**How to complete this task**
Your task is to copy the stretch of lines in the records below that begins with the line containing "the kernel queue." and ends with the line containing "a matching inclusion.", exactly as written, with nothing added.
+++
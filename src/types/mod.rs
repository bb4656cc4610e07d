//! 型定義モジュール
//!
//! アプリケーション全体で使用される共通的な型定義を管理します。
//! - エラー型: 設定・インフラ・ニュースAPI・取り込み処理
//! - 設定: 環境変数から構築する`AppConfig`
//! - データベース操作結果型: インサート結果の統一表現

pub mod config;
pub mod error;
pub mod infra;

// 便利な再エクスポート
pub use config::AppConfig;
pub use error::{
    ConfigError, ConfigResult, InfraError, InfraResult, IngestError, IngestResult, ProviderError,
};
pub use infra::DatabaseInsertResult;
+++
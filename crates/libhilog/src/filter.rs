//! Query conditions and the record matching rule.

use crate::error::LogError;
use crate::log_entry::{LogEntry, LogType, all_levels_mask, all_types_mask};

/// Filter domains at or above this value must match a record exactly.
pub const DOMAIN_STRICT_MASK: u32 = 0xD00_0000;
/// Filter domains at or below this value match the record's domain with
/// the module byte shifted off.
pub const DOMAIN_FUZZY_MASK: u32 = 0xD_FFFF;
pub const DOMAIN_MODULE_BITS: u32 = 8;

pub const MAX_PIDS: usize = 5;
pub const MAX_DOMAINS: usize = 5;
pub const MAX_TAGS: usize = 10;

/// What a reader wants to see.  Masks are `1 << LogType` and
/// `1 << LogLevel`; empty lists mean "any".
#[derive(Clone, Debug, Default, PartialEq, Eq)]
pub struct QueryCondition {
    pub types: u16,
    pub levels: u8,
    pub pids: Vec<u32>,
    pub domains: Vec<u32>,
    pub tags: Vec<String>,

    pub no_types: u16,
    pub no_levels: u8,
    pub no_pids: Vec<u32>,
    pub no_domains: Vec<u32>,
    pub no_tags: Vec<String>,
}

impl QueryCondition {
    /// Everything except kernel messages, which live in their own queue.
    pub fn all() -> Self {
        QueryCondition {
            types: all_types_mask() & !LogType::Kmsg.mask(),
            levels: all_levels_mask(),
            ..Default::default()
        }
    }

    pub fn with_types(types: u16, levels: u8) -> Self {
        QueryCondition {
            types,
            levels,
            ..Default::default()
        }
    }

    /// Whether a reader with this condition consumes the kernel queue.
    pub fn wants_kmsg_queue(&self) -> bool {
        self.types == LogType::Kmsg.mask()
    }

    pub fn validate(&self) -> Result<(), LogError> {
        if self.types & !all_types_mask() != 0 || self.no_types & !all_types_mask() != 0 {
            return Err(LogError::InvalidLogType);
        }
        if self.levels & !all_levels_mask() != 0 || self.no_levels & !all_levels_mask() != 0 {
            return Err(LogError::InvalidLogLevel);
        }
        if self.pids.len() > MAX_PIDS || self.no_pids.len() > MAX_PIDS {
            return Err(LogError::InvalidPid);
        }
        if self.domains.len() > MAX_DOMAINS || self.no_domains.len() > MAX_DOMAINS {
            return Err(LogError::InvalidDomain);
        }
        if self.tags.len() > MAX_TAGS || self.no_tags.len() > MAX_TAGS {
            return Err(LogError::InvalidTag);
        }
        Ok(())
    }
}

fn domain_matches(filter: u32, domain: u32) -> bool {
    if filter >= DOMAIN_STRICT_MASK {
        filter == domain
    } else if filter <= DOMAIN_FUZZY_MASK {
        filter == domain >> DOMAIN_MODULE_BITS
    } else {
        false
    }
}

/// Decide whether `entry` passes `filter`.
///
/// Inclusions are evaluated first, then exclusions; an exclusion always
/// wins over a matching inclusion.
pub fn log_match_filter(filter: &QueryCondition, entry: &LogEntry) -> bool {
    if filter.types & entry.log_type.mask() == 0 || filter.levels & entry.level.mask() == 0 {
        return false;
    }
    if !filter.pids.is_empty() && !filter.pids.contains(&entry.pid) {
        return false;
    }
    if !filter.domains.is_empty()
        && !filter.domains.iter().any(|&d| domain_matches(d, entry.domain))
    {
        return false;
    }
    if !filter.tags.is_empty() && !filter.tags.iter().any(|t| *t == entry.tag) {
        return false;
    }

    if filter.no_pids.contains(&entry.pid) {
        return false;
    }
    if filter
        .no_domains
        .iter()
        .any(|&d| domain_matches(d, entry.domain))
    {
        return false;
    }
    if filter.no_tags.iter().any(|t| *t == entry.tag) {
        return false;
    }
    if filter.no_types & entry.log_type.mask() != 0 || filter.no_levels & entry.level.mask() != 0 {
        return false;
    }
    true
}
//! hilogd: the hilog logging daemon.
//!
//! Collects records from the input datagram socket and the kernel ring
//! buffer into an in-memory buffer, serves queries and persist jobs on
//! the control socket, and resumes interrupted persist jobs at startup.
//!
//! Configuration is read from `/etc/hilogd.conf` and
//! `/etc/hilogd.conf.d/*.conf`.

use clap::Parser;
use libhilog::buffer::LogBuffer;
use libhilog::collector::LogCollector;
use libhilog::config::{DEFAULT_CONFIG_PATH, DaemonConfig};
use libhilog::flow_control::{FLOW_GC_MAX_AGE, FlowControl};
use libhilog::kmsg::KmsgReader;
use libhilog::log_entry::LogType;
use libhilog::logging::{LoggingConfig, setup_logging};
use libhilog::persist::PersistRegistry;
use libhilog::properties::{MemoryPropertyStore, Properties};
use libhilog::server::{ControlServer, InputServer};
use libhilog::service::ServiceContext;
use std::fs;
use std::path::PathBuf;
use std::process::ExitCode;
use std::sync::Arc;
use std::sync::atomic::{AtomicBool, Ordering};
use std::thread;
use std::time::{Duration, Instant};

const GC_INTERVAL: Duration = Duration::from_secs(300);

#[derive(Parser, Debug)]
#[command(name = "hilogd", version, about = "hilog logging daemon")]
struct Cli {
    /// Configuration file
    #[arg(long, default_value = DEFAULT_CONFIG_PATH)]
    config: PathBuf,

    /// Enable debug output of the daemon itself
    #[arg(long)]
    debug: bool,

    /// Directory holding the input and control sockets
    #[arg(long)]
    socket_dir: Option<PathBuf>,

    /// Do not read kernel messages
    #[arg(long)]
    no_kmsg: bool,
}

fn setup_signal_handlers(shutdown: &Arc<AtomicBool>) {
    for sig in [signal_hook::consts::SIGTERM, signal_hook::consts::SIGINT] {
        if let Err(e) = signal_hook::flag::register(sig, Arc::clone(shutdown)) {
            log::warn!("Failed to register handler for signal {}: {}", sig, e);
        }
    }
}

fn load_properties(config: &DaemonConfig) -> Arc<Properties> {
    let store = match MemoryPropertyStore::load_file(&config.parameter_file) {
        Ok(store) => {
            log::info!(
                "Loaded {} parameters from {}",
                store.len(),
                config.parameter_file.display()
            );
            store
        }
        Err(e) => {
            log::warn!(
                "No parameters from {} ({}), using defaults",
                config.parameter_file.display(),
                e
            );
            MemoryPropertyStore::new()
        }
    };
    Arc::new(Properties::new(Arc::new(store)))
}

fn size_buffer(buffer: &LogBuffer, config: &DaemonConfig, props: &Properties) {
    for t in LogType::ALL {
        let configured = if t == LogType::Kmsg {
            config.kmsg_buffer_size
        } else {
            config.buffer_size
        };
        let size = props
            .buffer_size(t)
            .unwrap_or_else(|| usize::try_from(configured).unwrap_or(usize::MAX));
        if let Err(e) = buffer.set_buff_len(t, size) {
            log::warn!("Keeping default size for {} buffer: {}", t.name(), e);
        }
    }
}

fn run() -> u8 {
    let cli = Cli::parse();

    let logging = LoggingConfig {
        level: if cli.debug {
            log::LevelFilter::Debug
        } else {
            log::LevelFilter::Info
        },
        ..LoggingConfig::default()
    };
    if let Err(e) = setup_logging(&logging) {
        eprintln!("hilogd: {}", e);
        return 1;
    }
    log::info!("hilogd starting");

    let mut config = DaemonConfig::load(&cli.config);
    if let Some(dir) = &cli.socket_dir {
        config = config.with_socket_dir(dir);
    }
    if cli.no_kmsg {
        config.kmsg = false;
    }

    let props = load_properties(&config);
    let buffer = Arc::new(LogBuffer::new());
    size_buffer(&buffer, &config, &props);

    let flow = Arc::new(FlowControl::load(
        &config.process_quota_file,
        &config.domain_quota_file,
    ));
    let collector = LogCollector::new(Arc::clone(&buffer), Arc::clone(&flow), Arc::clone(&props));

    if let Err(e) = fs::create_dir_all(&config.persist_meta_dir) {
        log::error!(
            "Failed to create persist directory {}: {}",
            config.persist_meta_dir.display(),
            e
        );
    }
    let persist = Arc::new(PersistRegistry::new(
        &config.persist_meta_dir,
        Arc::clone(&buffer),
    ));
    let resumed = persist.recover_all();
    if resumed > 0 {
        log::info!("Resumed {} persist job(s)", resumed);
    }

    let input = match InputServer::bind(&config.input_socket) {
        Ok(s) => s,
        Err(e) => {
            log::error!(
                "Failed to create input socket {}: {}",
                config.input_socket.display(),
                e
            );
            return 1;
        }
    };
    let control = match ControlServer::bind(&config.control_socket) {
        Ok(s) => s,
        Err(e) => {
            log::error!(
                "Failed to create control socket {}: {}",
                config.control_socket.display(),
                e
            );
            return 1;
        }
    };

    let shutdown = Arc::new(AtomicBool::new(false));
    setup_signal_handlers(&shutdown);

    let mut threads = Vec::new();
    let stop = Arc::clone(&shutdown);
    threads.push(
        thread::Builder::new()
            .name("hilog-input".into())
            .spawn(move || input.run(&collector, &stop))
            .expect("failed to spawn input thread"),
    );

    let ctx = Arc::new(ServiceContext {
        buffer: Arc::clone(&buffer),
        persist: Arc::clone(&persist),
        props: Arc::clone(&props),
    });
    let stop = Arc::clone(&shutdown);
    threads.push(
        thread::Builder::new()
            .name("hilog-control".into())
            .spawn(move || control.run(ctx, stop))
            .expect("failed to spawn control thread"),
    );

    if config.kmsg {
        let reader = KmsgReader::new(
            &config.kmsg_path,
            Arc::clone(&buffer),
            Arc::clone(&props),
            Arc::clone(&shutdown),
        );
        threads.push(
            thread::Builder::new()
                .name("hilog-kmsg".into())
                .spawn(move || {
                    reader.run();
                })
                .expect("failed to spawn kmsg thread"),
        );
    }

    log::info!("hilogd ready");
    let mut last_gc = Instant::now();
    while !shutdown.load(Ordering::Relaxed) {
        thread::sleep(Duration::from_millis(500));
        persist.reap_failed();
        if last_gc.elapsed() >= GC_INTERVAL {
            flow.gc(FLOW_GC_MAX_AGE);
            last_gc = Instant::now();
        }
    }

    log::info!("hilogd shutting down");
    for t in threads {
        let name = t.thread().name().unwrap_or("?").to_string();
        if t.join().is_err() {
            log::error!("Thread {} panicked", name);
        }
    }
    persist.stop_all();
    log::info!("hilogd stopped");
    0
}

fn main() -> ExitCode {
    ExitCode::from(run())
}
+++
**Answer below**
    /// Whether a reader with this condition consumes the kernel queue.
    pub fn wants_kmsg_queue(&self) -> bool {
        self.types == LogType::Kmsg.mask()
    }

    pub fn validate(&self) -> Result<(), LogError> {
        if self.types & !all_types_mask() != 0 || self.no_types & !all_types_mask() != 0 {
            return Err(LogError::InvalidLogType);
        }
        if self.levels & !all_levels_mask() != 0 || self.no_levels & !all_levels_mask() != 0 {
            return Err(LogError::InvalidLogLevel);
        }
        if self.pids.len() > MAX_PIDS || self.no_pids.len() > MAX_PIDS {
            return Err(LogError::InvalidPid);
        }
        if self.domains.len() > MAX_DOMAINS || self.no_domains.len() > MAX_DOMAINS {
            return Err(LogError::InvalidDomain);
        }
        if self.tags.len() > MAX_TAGS || self.no_tags.len() > MAX_TAGS {
            return Err(LogError::InvalidTag);
        }
        Ok(())
    }
}

fn domain_matches(filter: u32, domain: u32) -> bool {
    if filter >= DOMAIN_STRICT_MASK {
        filter == domain
    } else if filter <= DOMAIN_FUZZY_MASK {
        filter == domain >> DOMAIN_MODULE_BITS
    } else {
        false
    }
}

/// Decide whether `entry` passes `filter`.
///
/// Inclusions are evaluated first, then exclusions; an exclusion always
/// wins over a matching inclusion.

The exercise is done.